Sunday, December 13, 2009

David Owen’s Rules for Urban Environmentalism



1. Live smaller: The average American single-family house doubled in size in the second half of the twentieth century. Oversized dwellings permanently raise the world’s demand for energy, and they encourage careless consumption of all kinds. In the long run, supersized houses are no more sustainable than S.U.V.’s or private jets, no matter how many photovoltaic panels they have on their roofs.

2. Live closer: The main key to lowering energy consumption and shrinking the carbon footprint of modern civilization is to decrease the distances between the places where people live, work, shop, and play. The steady enlargement of the American house was accompanied by the explosive growth of low-density subdivisions and satellite communities linked by networks of new highways and inhabited by long-distance commuters. Living closer to one’s daily destinations, Manhattan-style, reduces vehicle miles traveled, makes transit and walking feasible as forms of transportation, increases the efficiency of energy production and consumption, limits the need to build superfluous infrastructure, and cuts the demand for such environmentally doomed extravagances as riding lawnmowers and household irrigation systems.

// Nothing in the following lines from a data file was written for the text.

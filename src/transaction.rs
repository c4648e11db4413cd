use std::fmt;
use std::ops::Deref;

use crate::database::Database;
use crate::error::Result;

/// Transaction guard holding the database until commit or rollback.
///
/// Dereferences to [`Database`], so statements can be prepared and executed
/// through it. Dropping the guard without finishing rolls the transaction back.
pub struct Transaction<'db> {
    db: &'db mut Database,
    finished: bool,
}

impl Database {
    /// Begin a deferred transaction.
    ///
    /// # Errors
    /// Returns the engine error if `BEGIN` fails (e.g. a transaction is already
    /// open on this connection).
    pub fn begin(&mut self) -> Result<Transaction<'_>> {
        self.exec("BEGIN")?;
        tracing::debug!("transaction started");
        Ok(Transaction {
            db: self,
            finished: false,
        })
    }

    /// Run `f` inside a transaction.
    ///
    /// The transaction commits when `f` returns `Ok(true)` and rolls back when
    /// it returns `Ok(false)` or an error; the error is passed through.
    /// Returns whether the transaction committed.
    ///
    /// # Errors
    /// Returns errors from `BEGIN`/`COMMIT`/`ROLLBACK` or from `f`.
    pub fn transaction<F>(&mut self, f: F) -> Result<bool>
    where
        F: FnOnce(&Database) -> Result<bool>,
    {
        let tx = self.begin()?;
        match f(&*tx) {
            Ok(true) => {
                tx.commit()?;
                Ok(true)
            }
            Ok(false) => {
                tx.rollback()?;
                Ok(false)
            }
            Err(err) => {
                if let Err(rollback_err) = tx.rollback() {
                    tracing::warn!(error = %rollback_err, "rollback after failed transaction body failed");
                }
                Err(err)
            }
        }
    }
}

impl Transaction<'_> {
    /// Commit the transaction.
    ///
    /// # Errors
    /// Returns the engine error if `COMMIT` fails; the guard then rolls back on
    /// drop.
    pub fn commit(mut self) -> Result<()> {
        self.db.exec("COMMIT")?;
        self.finished = true;
        tracing::debug!("transaction committed");
        Ok(())
    }

    /// Roll the transaction back.
    ///
    /// # Errors
    /// Returns the engine error if `ROLLBACK` fails.
    pub fn rollback(mut self) -> Result<()> {
        self.finished = true;
        self.db.exec("ROLLBACK")?;
        tracing::debug!("transaction rolled back");
        Ok(())
    }
}

impl Deref for Transaction<'_> {
    type Target = Database;

    fn deref(&self) -> &Database {
        &*self.db
    }
}

impl Drop for Transaction<'_> {
    fn drop(&mut self) {
        if self.finished || !self.db.is_open() {
            return;
        }
        tracing::warn!("transaction dropped without commit; rolling back");
        if let Err(err) = self.db.exec("ROLLBACK") {
            tracing::warn!(error = %err, "implicit rollback failed");
        }
    }
}

impl fmt::Debug for Transaction<'_> {
    fn fmt(&self, f: &mut fmt::Formatter<'_>) -> fmt::Result {
        f.debug_struct("Transaction")
            .field("db", &self.db)
            .field("finished", &self.finished)
            .finish()
    }
}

3. Drive less: Making automobiles more fuel-efficient isn’t necessarily a bad idea, but it won’t solve the world’s energy and environmental dilemmas. The real problem with cars is not that they don’t get enough miles to the gallon; it’s that they make it too easy for people to spread out, encouraging forms of development that are inherently wasteful and damaging. Most so-called environmental initiatives concerning automobiles are actually counterproductive, because their effect is to make driving less expensive (by reducing the need for fuel) and to make car travel more agreeable (by eliminating congestion). In terms of both energy conservation and environmental protection, we need to make driving costlier and less pleasant. This is true for cars powered by recycled cooking oil and those powered by gasoline. In terms of the automobile’s true environmental impact, fuel gauges are less important than odometers. In the long run, miles matter more than miles per gallon.